> _Assignment_:
Identify all lines below that hold "chars" and collect them.

────────────────

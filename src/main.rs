use std::io;

use actix_web::{middleware::Logger, web, App, HttpServer};
use dotenv::dotenv;
use log::{error, info};

use project_manager_backend::{config::Config, db, routes};

#[actix_web::main]
async fn main() -> io::Result<()> {
    dotenv().ok();
    env_logger::Builder::from_env(env_logger::Env::default().default_filter_or("info")).init();

    let config = Config::from_env().map_err(|e| {
        error!("Invalid configuration: {}", e);
        io::Error::new(io::ErrorKind::InvalidInput, e)
    })?;

    let pool = db::connect(&config).await.map_err(|e| {
        error!("Failed to create pool: {}", e);
        io::Error::other(e)
    })?;

    info!("Server running at http://{}", config.server_address);

    HttpServer::new(move || {
        App::new()
            .wrap(Logger::default())
            .app_data(web::Data::new(pool.clone()))
            .configure(routes::routes::api_configure)
    })
    .bind(&config.server_address)?
    .run()
    .await
}
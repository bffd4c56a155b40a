use actix_web::web;

use crate::error::ApiError;

fn json_config() -> web::JsonConfig {
    web::JsonConfig::default()
        .error_handler(|err, _| ApiError::BadRequest(format!("Invalid request body: {}", err)).into())
}

fn path_config() -> web::PathConfig {
    web::PathConfig::default()
        .error_handler(|err, _| ApiError::BadRequest(format!("Invalid path: {}", err)).into())
}

pub fn api_configure(cfg: &mut web::ServiceConfig) {
    cfg.service(
        web::scope("/api")
            .app_data(json_config())
            .app_data(path_config())
            .configure(user_configure)
            .configure(project_configure)
            .configure(task_configure),
    );
}

use super::user::user_handlers;

pub fn user_configure(cfg: &mut web::ServiceConfig) {
    cfg.service(
        web::scope("/users")
            .route("", web::post().to(user_handlers::create_user))
            .route("", web::get().to(user_handlers::get_users))
            .route("/{id}", web::get().to(user_handlers::get_user))
            .route("/{id}", web::put().to(user_handlers::update_user))
            .route("/{id}", web::delete().to(user_handlers::delete_user)),
    );
}

use super::project::project_handlers;
use super::project_user::project_user_handlers;

pub fn project_configure(cfg: &mut web::ServiceConfig) {
    cfg.service(
        web::scope("/projects")
            .route("", web::post().to(project_handlers::create_project))
            .route("", web::get().to(project_handlers::get_projects))
            .route("/{id}", web::get().to(project_handlers::get_project))
            .route("/{id}", web::put().to(project_handlers::update_project))
            .route("/{id}", web::delete().to(project_handlers::delete_project))
            .route("/{id}/tasks", web::get().to(task_handlers::get_project_tasks))
            .route("/{id}/users", web::post().to(project_user_handlers::assign_user))
            .route(
                "/{id}/users/{user_id}",
                web::delete().to(project_user_handlers::unassign_user),
            ),
    );
}

use super::task::task_handlers;

pub fn task_configure(cfg: &mut web::ServiceConfig) {
    cfg.service(
        web::scope("/tasks")
            .route("", web::post().to(task_handlers::create_task))
            .route("", web::get().to(task_handlers::get_tasks))
            .route("/{id}", web::get().to(task_handlers::get_task))
            .route("/{id}", web::put().to(task_handlers::update_task))
            .route("/{id}", web::delete().to(task_handlers::delete_task)),
    );
}
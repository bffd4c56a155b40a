use std::str::FromStr;
use std::time::Duration;

use log::info;
use sqlx::sqlite::{SqliteConnectOptions, SqlitePool, SqlitePoolOptions};

use crate::config::Config;

pub async fn connect(config: &Config) -> Result<SqlitePool, sqlx::Error> {
    let options = SqliteConnectOptions::from_str(&config.database_url)?
        .create_if_missing(true)
        .foreign_keys(true);

    let pool = SqlitePoolOptions::new()
        .max_connections(config.max_connections)
        .connect_with(options)
        .await?;

    sqlx::migrate!("./migrations").run(&pool).await?;
    info!("Connected to {} and applied migrations", config.database_url);
    Ok(pool)
}

/// Fresh, migrated in-memory database.
///
/// Every SQLite memory connection is its own database, so the pool holds
/// exactly one connection and never recycles it.
pub async fn connect_in_memory() -> Result<SqlitePool, sqlx::Error> {
    let options = SqliteConnectOptions::from_str("sqlite::memory:")?.foreign_keys(true);

    let pool = SqlitePoolOptions::new()
        .min_connections(1)
        .max_connections(1)
        .idle_timeout(None::<Duration>)
        .max_lifetime(None::<Duration>)
        .connect_with(options)
        .await?;

    sqlx::migrate!("./migrations").run(&pool).await?;
    Ok(pool)
}
// src/models/mod.rs

pub mod user;
pub mod project;
pub mod project_user;
pub mod task;
pub mod task_type;
pub mod routes;

pub mod user {
    pub mod user_handlers;
    pub mod user_models;
}

pub mod project {
    pub mod project_handlers;
    pub mod project_models;
}

pub mod project_user {
    pub mod project_user_handlers;
    pub mod project_user_models;
}

pub mod task {
    pub mod task_handlers;
    pub mod task_models;
}
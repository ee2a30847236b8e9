//! Configuration of a manifest run.
//!
//! Values are layered: defaults, then an optional config file (JSON, YAML or
//! TOML), then environment variables, then command-line flags.

use std::fs;
use std::path::{Path, PathBuf};
use std::str::FromStr;

use serde::de::DeserializeOwned;
use serde::{Deserialize, Serialize};

use crate::error::ManifestError;
use crate::naming::NamingPolicy;

/// Environment variable pointing at a config file.
pub const CONFIG_ENV: &str = "TOOLMANIFEST_CONFIG";

/// Environment variable selecting the naming policy.
pub const POLICY_ENV: &str = "TOOLMANIFEST_POLICY";

/// Where to read tools from, where to write the artifacts and how to name entries.
#[derive(Debug, Clone, PartialEq, Eq, Serialize, Deserialize)]
#[serde(default, deny_unknown_fields)]
pub struct ManifestConfig {
    /// Directory scanned for `.html` tool pages
    pub source_dir: PathBuf,
    /// Destination of the JSON artifact
    pub json_output: PathBuf,
    /// Destination of the script artifact
    pub script_output: PathBuf,
    /// Prefix prepended to every filename in the `file` field
    pub link_prefix: String,
    /// Name of the global the script artifact assigns
    pub global_name: String,
    pub policy: NamingPolicy,
}

impl Default for ManifestConfig {
    fn default() -> Self {
        Self {
            source_dir: PathBuf::from("tools"),
            json_output: PathBuf::from("tool-manifest.json"),
            script_output: PathBuf::from("tool-manifest.js"),
            link_prefix: "tools".to_string(),
            global_name: "toolManifest".to_string(),
            policy: NamingPolicy::default(),
        }
    }
}

/// Values given explicitly on the command line. `None` keeps the lower layer.
#[derive(Debug, Clone, Default, PartialEq, Eq)]
pub struct ConfigOverrides {
    pub source_dir: Option<PathBuf>,
    pub json_output: Option<PathBuf>,
    pub script_output: Option<PathBuf>,
    pub link_prefix: Option<String>,
    pub global_name: Option<String>,
    pub policy: Option<NamingPolicy>,
}

impl ManifestConfig {
    /// Loads a config file. Keys that are absent keep their defaults.
    pub fn load<P: AsRef<Path>>(path: P) -> Result<Self, ManifestError> {
        parse_file(path)
    }

    /// Assembles the configuration for a run rooted at `root`.
    ///
    /// # Arguments
    /// * `root` - Directory relative paths are resolved against
    /// * `config_file` - Explicit config file; falls back to `TOOLMANIFEST_CONFIG`
    /// * `overrides` - Command-line values, applied last
    pub fn assemble(
        root: &Path,
        config_file: Option<&Path>,
        overrides: ConfigOverrides,
    ) -> Result<Self, ManifestError> {
        let env_file = std::env::var_os(CONFIG_ENV).map(PathBuf::from);
        let config_file = config_file.map(Path::to_path_buf).or(env_file);

        let mut config = match config_file {
            Some(path) => Self::load(path)?,
            None => Self::default(),
        };

        if let Ok(policy) = std::env::var(POLICY_ENV) {
            config.policy = NamingPolicy::from_str(&policy)
                .map_err(|e| ManifestError::Config(format!("{}: {}", POLICY_ENV, e)))?;
        }

        let config = config.apply(overrides).resolve(root);
        config.validate()?;

        Ok(config)
    }

    /// Replaces every field that has an override.
    pub fn apply(mut self, overrides: ConfigOverrides) -> Self {
        if let Some(source_dir) = overrides.source_dir {
            self.source_dir = source_dir;
        }
        if let Some(json_output) = overrides.json_output {
            self.json_output = json_output;
        }
        if let Some(script_output) = overrides.script_output {
            self.script_output = script_output;
        }
        if let Some(link_prefix) = overrides.link_prefix {
            self.link_prefix = link_prefix;
        }
        if let Some(global_name) = overrides.global_name {
            self.global_name = global_name;
        }
        if let Some(policy) = overrides.policy {
            self.policy = policy;
        }
        self
    }

    /// Resolves relative paths against `root` and normalizes the link prefix.
    pub fn resolve(mut self, root: &Path) -> Self {
        self.source_dir = root.join(&self.source_dir);
        self.json_output = root.join(&self.json_output);
        self.script_output = root.join(&self.script_output);
        self.link_prefix = self.link_prefix.trim_end_matches('/').to_string();
        self
    }

    /// Checks values that would otherwise produce a broken artifact.
    pub fn validate(&self) -> Result<(), ManifestError> {
        if !is_js_identifier(&self.global_name) {
            return Err(ManifestError::Config(format!(
                "global name '{}' is not a valid JavaScript identifier",
                self.global_name
            )));
        }

        if self.json_output == self.script_output {
            return Err(ManifestError::Config(format!(
                "JSON and script outputs must differ, both are {}",
                self.json_output.display()
            )));
        }

        Ok(())
    }
}

/// Parses a JSON, YAML or TOML file into the specified type
///
/// The format is picked from the extension. Files without a known extension
/// are tried as JSON and then as YAML.
pub fn parse_file<P, T>(path: P) -> Result<T, ManifestError>
where
    T: DeserializeOwned,
    P: AsRef<Path>,
{
    let path = path.as_ref();
    let content = fs::read_to_string(path).map_err(|e| {
        ManifestError::Config(format!("unable to read {}: {}", path.display(), e))
    })?;

    let invalid = |e: &dyn std::fmt::Display| {
        ManifestError::Config(format!("unable to parse {}: {}", path.display(), e))
    };

    let extension = path
        .extension()
        .and_then(|ext| ext.to_str())
        .map(str::to_ascii_lowercase);

    match extension.as_deref() {
        Some("json") => serde_json::from_str(&content).map_err(|e| invalid(&e)),
        Some("yaml") | Some("yml") => serde_yaml::from_str(&content).map_err(|e| invalid(&e)),
        Some("toml") => toml::from_str(&content).map_err(|e| invalid(&e)),
        _ => {
            if let Ok(content) = serde_json::from_str(&content) {
                Ok(content)
            } else if let Ok(content) = serde_yaml::from_str(&content) {
                Ok(content)
            } else {
                Err(invalid(&"failed to parse the file as either JSON or YAML"))
            }
        }
    }
}

fn is_js_identifier(name: &str) -> bool {
    let mut chars = name.chars();
    match chars.next() {
        Some(first) if first.is_ascii_alphabetic() || first == '_' || first == '$' => chars
            .all(|c| c.is_ascii_alphanumeric() || c == '_' || c == '$'),
        _ => false,
    }
}
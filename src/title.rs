use std::fs;
use std::io;
use std::path::Path;

use lazy_static::lazy_static;
use regress::Regex;

lazy_static! {
    // Tag name is case-insensitive; contents may span lines but never contain `<`.
    static ref TITLE_TAG: Regex =
        Regex::with_flags(r"<title\b[^>]*>([^<]*)</title>", "i").expect("Invalid title pattern");
}

/// Extracts the trimmed text of the first `<title>` element in `html`.
///
/// Returns `None` when there is no matching element or its text is blank.
/// Markup is not parsed: a title with nested tags does not match.
pub fn extract_title(html: &str) -> Option<String> {
    let found = TITLE_TAG.find(html)?;
    let range = found.group(1)?;
    let title = html[range].trim();

    if title.is_empty() {
        None
    } else {
        Some(title.to_string())
    }
}

/// Reads `path` as text and extracts its title.
///
/// Invalid UTF-8 is replaced rather than rejected so a single odd byte does
/// not cost the page its title. I/O errors are returned to the caller, which
/// decides whether they are fatal.
pub fn read_title(path: &Path) -> io::Result<Option<String>> {
    let bytes = fs::read(path)?;
    let content = String::from_utf8_lossy(&bytes);

    Ok(extract_title(&content))
}
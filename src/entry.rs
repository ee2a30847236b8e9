use serde::{Deserialize, Serialize};

use crate::error::ManifestError;

/// A single tool as it appears in the navigation manifest.
///
/// Field order matters: the index page and existing artifacts expect
/// `name` before `file`.
#[derive(Debug, Clone, PartialEq, Eq, Serialize, Deserialize)]
pub struct ManifestEntry {
    /// Human-readable display name
    pub name: String,
    /// Path of the tool page relative to the project root, e.g. `tools/demo.html`
    pub file: String,
}

impl ManifestEntry {
    /// Creates an entry for `filename` living under `link_prefix`.
    ///
    /// The filename is used exactly as listed by the directory scan; it is
    /// not decoded or normalized.
    pub fn new(name: impl Into<String>, link_prefix: &str, filename: &str) -> Self {
        let file = if link_prefix.is_empty() {
            filename.to_string()
        } else {
            format!("{}/{}", link_prefix, filename)
        };

        Self {
            name: name.into(),
            file,
        }
    }
}

/// The ordered list of tools written to both artifacts.
#[derive(Debug, Clone, Default, PartialEq, Eq, Serialize, Deserialize)]
#[serde(transparent)]
pub struct Manifest {
    entries: Vec<ManifestEntry>,
}

impl Manifest {
    /// Wraps entries that are already in manifest order.
    pub fn new(entries: Vec<ManifestEntry>) -> Self {
        Self { entries }
    }

    pub fn entries(&self) -> &[ManifestEntry] {
        &self.entries
    }

    pub fn len(&self) -> usize {
        self.entries.len()
    }

    pub fn is_empty(&self) -> bool {
        self.entries.is_empty()
    }

    /// Renders the JSON artifact: a 2-space indented array, no trailing newline.
    pub fn to_json(&self) -> Result<String, ManifestError> {
        Ok(serde_json::to_string_pretty(&self.entries)?)
    }

    /// Renders the script artifact that assigns the manifest to `window.<global_name>`.
    ///
    /// Pages opened through `file://` cannot fetch the JSON file, so they load
    /// this script instead.
    pub fn to_script(&self, global_name: &str) -> Result<String, ManifestError> {
        Ok(format!("window.{} = {};\n", global_name, self.to_json()?))
    }
}

impl From<Vec<ManifestEntry>> for Manifest {
    fn from(entries: Vec<ManifestEntry>) -> Self {
        Self::new(entries)
    }
}

impl IntoIterator for Manifest {
    type Item = ManifestEntry;
    type IntoIter = std::vec::IntoIter<ManifestEntry>;

    fn into_iter(self) -> Self::IntoIter {
        self.entries.into_iter()
    }
}
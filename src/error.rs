use std::io;
use std::path::PathBuf;

/// Fatal errors that abort a manifest run.
///
/// Per-file problems (an unreadable tool page, an odd filename) are never
/// reported through this type. They end up as [`crate::builder::Warning`]s
/// and the run continues with the filename-derived name.
#[derive(Debug, thiserror::Error)]
pub enum ManifestError {
    /// The source directory could not be listed.
    #[error("Unable to read directory {}: {source}", path.display())]
    ReadDir {
        /// Directory that was scanned
        path: PathBuf,
        /// Underlying I/O error
        #[source]
        source: io::Error,
    },

    /// One of the two output artifacts could not be written.
    #[error("Unable to write manifest file {}: {source}", path.display())]
    WriteOutput {
        /// Destination that failed
        path: PathBuf,
        /// Underlying I/O error
        #[source]
        source: io::Error,
    },

    /// The manifest could not be serialized to JSON.
    #[error("Unable to serialize manifest: {0}")]
    Serialize(#[from] serde_json::Error),

    /// The configuration file or a configuration value is invalid.
    #[error("Invalid configuration: {0}")]
    Config(String),
}

impl ManifestError {
    /// Process exit code used by the command line for this error.
    ///
    /// Every fatal error maps to `1`, matching what build scripts that wrap
    /// the generator expect.
    pub fn exit_code(&self) -> i32 {
        1
    }

    /// The path involved in the failure, if any.
    pub fn path(&self) -> Option<&PathBuf> {
        match self {
            ManifestError::ReadDir { path, .. } | ManifestError::WriteOutput { path, .. } => {
                Some(path)
            }
            ManifestError::Serialize(_) | ManifestError::Config(_) => None,
        }
    }
}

────────────────

> _Solution to this problem_:
    let mut chars = name.chars();
    match chars.next() {
        Some(first) if first.is_ascii_alphabetic() || first == '_' || first == '$' => chars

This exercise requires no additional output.